-- Opening Marker --
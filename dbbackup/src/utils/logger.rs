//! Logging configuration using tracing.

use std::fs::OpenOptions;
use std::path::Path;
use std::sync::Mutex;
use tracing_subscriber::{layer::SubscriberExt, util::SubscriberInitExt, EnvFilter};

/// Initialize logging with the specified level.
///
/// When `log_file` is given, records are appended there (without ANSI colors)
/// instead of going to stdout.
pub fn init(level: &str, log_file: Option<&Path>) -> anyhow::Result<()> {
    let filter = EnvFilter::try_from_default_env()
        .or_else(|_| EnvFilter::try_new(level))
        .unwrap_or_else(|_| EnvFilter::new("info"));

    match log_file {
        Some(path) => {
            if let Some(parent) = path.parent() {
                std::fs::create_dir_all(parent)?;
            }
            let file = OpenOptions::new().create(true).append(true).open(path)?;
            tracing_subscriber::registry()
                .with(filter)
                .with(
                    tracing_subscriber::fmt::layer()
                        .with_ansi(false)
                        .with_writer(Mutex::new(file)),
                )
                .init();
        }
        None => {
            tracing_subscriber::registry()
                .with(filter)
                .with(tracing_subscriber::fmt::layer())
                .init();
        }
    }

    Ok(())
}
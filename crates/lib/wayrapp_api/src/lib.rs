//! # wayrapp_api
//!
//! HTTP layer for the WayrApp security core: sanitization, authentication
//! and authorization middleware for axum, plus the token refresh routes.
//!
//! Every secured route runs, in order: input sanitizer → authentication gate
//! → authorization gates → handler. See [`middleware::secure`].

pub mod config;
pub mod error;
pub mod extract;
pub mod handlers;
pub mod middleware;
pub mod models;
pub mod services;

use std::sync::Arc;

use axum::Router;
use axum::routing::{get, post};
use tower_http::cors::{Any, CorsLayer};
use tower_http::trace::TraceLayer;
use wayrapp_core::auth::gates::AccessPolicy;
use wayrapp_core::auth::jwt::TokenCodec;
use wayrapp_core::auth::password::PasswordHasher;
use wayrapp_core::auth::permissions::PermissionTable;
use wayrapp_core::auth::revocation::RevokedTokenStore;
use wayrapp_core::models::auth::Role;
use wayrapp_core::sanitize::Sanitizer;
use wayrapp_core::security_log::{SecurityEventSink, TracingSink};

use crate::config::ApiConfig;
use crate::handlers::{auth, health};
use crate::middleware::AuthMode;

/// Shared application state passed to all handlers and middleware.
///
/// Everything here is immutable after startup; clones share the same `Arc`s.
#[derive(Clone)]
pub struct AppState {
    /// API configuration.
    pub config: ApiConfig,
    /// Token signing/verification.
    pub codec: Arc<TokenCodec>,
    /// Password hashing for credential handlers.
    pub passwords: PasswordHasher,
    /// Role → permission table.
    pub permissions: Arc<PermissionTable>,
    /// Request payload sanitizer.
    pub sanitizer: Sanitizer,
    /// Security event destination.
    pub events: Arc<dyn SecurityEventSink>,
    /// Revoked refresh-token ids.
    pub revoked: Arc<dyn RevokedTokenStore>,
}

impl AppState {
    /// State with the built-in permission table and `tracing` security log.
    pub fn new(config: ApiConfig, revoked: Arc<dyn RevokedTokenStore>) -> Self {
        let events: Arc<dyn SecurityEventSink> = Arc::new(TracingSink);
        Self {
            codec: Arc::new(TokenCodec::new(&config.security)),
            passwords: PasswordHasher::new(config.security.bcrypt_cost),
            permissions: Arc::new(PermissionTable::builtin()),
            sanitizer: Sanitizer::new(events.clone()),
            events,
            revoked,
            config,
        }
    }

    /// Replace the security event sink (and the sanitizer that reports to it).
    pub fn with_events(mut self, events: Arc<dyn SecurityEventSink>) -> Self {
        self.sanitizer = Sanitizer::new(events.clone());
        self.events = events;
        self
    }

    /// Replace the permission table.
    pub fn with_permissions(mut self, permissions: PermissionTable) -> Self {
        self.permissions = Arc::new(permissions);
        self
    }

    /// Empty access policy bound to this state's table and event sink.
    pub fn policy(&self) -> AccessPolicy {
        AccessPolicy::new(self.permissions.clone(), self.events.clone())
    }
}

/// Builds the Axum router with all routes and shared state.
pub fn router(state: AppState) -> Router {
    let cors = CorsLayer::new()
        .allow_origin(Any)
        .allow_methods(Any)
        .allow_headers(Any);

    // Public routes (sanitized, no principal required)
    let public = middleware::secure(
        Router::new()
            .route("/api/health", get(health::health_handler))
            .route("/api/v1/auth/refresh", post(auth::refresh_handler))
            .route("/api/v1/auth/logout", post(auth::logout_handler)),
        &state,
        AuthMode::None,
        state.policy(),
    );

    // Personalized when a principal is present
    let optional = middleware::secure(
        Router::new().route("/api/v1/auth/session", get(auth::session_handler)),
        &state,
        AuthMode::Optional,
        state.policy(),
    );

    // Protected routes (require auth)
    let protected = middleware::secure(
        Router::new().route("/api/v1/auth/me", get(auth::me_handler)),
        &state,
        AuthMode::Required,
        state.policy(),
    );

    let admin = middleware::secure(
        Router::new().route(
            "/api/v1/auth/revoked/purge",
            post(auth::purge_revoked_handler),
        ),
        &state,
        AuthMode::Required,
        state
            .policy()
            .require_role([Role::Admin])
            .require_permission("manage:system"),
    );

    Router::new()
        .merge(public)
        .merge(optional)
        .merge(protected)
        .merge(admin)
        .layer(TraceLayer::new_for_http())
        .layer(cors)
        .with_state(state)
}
-- Closing Marker --
*WORK ORDER*
Repeat exactly, please, each line from the beginning of the data through the line with "going to stdout." in it, and only those lines.

*SOLUTION FOR THIS TASK*
filename dbbackup/src/utils/logger.rs
//! Logging configuration using tracing.

use std::fs::OpenOptions;
use std::path::Path;
use std::sync::Mutex;
use tracing_subscriber::{layer::SubscriberExt, util::SubscriberInitExt, EnvFilter};

/// Initialize logging with the specified level.
///
/// When `log_file` is given, records are appended there (without ANSI colors)
/// instead of going to stdout.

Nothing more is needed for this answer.